¿Value o growth? Revisión de las tesis de inversión para la renta variable


En los últimos años, las apuestas a favor de los valores con sesgo growth han generado pingües beneficios para los inversores. Ahora que las valoraciones son tan elevadas que cuesta elegir acciones a un buen precio por una parte, y que influyen sobre la mejora de los beneficios el tipo de cambio y la evolución de los tipos de interés, no está tan claro qué estilo puede hacerlo mejor. A partir de un cuestionario elaborado por Funds People, confrontan value y growth y dan pistas sobre las apuestas más adecuadas para los próximos meses. 

La apuesta más decidida por el value viene de Nordea. Es la de Tom Stubbe Olsen, gestor del Nordea 1 – European Value Fund: “El value tiende a batir otros estilos de inversión en Europa en el largo plazo. La combinación de fuertes beneficios y modelos de negocio y un acercamiento consciente y sistemático para evitar pagar de más por el valor que compras es una combinación poderosa que ha generado para los inversores retornos superiores en el pasado. No vemos por qué debería ser diferente en el futuro”. 

“El mercado nos ha demostrado en los últimos años que compañías value ahora son growth y viceversa”, reflexiona por su parte Fernando Fernández-Bravo desde Invesco AM: “Desde nuestro punto de vista, lo más importante son las valoraciones, identificando aquellas compañías cuyo precio por diferentes circunstancias no se corresponde con su valor en bolsa y ofrecen una oportunidad de entrada, independientemente si es una compañía con estilo value o growth”. 

Comparte esta opinión Juan Barriobero desde Deutsche AWM: “Ni growth ni value, preferimos realizar un análisis caso por caso. De momento los mercados son más bien growth, pero desde la segunda mitad de abril sí que es cierto que nuestros estrategas han empezado a recomendar más value, porque en un entorno de subidas de tipos las compañías con este sesgo deberían sufrir menos”. 

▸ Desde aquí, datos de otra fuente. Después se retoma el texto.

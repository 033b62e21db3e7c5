//! Dot field simulation state.

use dotfield_core::{FieldSettings, SurfaceSize, Theme};
use glam::Vec2;

use crate::canvas::Canvas;
use crate::grid::Grid;
use crate::integrator::blend;
use crate::motion::synthesize;
use crate::render::{Breathing, render};

/// Pointer position meaning "no pointer"; far outside any influence radius.
pub const POINTER_SENTINEL: Vec2 = Vec2::new(-1.0e6, -1.0e6);

/// Frame clock advanced by a fixed step, independent of wall time.
///
/// Kept in `f64` so the step still registers after days of running.
#[derive(Debug, Clone, Copy, Default, PartialEq)]
pub struct Clock {
    time: f64,
}

impl Clock {
    /// Start the clock at `time`.
    pub fn starting_at(time: f64) -> Self {
        Self { time }
    }

    pub fn time(&self) -> f64 {
        self.time
    }

    pub fn advance(&mut self, step: f32) {
        self.time += f64::from(step);
    }
}

/// Everything one frame of the dot field reads and writes.
#[derive(Debug, Clone)]
pub struct FieldState {
    settings: FieldSettings,
    grid: Grid,
    clock: Clock,
    /// Surface-local pointer position.
    pointer: Vec2,
    /// Size the grid was built for.
    surface: SurfaceSize,
}

impl FieldState {
    /// Create a state with a grid tiling `surface`.
    pub fn new(settings: FieldSettings, surface: SurfaceSize) -> Self {
        Self {
            grid: Grid::build(surface.width, surface.height, settings.spacing),
            settings,
            clock: Clock::default(),
            pointer: POINTER_SENTINEL,
            surface,
        }
    }

    pub fn settings(&self) -> &FieldSettings {
        &self.settings
    }

    pub fn grid(&self) -> &Grid {
        &self.grid
    }

    pub fn time(&self) -> f64 {
        self.clock.time()
    }

    pub fn pointer(&self) -> Vec2 {
        self.pointer
    }

    pub fn surface(&self) -> SurfaceSize {
        self.surface
    }

    /// Rebuild the grid for a new surface size. Point state is discarded.
    pub fn resize(&mut self, surface: SurfaceSize) {
        self.grid = Grid::build(surface.width, surface.height, self.settings.spacing);
        self.surface = surface;
    }

    /// Store a pointer position already in surface-local coordinates.
    pub fn set_pointer(&mut self, pointer: Vec2) {
        self.pointer = pointer;
    }

    /// Forget the pointer.
    pub fn clear_pointer(&mut self) {
        self.pointer = POINTER_SENTINEL;
    }

    /// Advance the clock and move every point one step toward its target.
    pub fn update(&mut self) {
        self.clock.advance(self.settings.clock_step());
        let time = self.clock.time();
        let pointer = self.pointer;
        let settings = self.settings;

        for point in self.grid.points_mut() {
            let motion = synthesize(point.origin(), time, pointer, &settings);
            point.current = blend(point.current, motion.target, settings.damping);
            point.intensity = motion.intensity;
        }
    }

    /// Paint the current frame.
    pub fn render(&self, canvas: &mut impl Canvas, theme: Theme) {
        let breathing = Breathing::for_settings(self.clock.time(), &self.settings);
        render(
            canvas,
            &self.grid,
            self.pointer,
            theme,
            breathing,
            &self.settings,
        );
    }
}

Desde Henderson, Nick Sheridan recuerda que los valores con sesgo growth han presentado un comportamiento superior en los últimos años por tratarse de compañías con balances muy sólidos, capaces de aumentar sus beneficios con ventas y márgenes al alza, con robustos flujos de caja que les han permitido autofinanciarse y que además han pospuesto las inversiones. Sin embargo, cree que algo puede estar cambiando de la mano del QE del BCE, que “debería llevar a una recuperación de los beneficios impulsada por la exportación”, y cuya inyección de liquidez “debería alentar la inversión”. En este entorno, el gestor cree que “el value debería ponerse al frente”. Además, cree que el entorno de tipos bajos o negativos “puede llevar a los inversores hacia productos de income, y esto favorecería el campo del value”.

Los expertos de BNP Paribas IP comentan que el value en Europa ha sufrido obstáculos debido a los bancos y compañías de materiales básicos, pero creen que puede cambiar. El equipo de renta variable de la firma está positivo en parte del sector bancario europeo, basándose más en sus puntos de vista sobre el ciclo de provisionamiento que sobre el entorno regulatorio. 

Coincide con este punto de vista Steven Frost (investment director de long/short europeo para Martin Currie, filial de Legg Mason Global AM), que indica que “quizá las acciones europeas value pueden portarse mejor al recuperarse Europa, pero el problema es que los sectores value, incluyendo bancos y utilities, tienen problemas estructurales, especialmente en relación con la regulación en el caso de los bancos y de exceso de capacidad en el caso de las utilities”. En cuanto al caso de EE.UU. la también experta de Martin Currie, Penny Kyle, recuerda que los valores con un perfil de crecimiento muy elevado han sido los que han guiado al mercado desde mediados de 2014, pero considera que “una mejora sostenida en el tono de los datos económicos de EE.UU. y el regreso de las sorpresas económicas positivas pueden causar una rotación desde los segmentos de alto crecimiento del mercado”.

En cambio, la apuesta growth más importante – para el caso estadounidense- es la de J.P.Morgan AM, al considerar que las bolsas de EE.UU. “han puesto en precio las malas noticias en relación con el impacto negativo sobre los beneficios estadounidenses de la caída del petróleo y el dólar fuerte”. “Aun así, nuestros analistas esperan que los beneficios estadounidenses crezcan un 4% en 2015 y un 11% en 2016”, explican. Si se deja a un margen el sector energético, entonces la media de crecimiento del beneficio alcanzaría el 11%, por lo que desde la casa americana muestran su confianza en que “la historia growth sigue intacta”.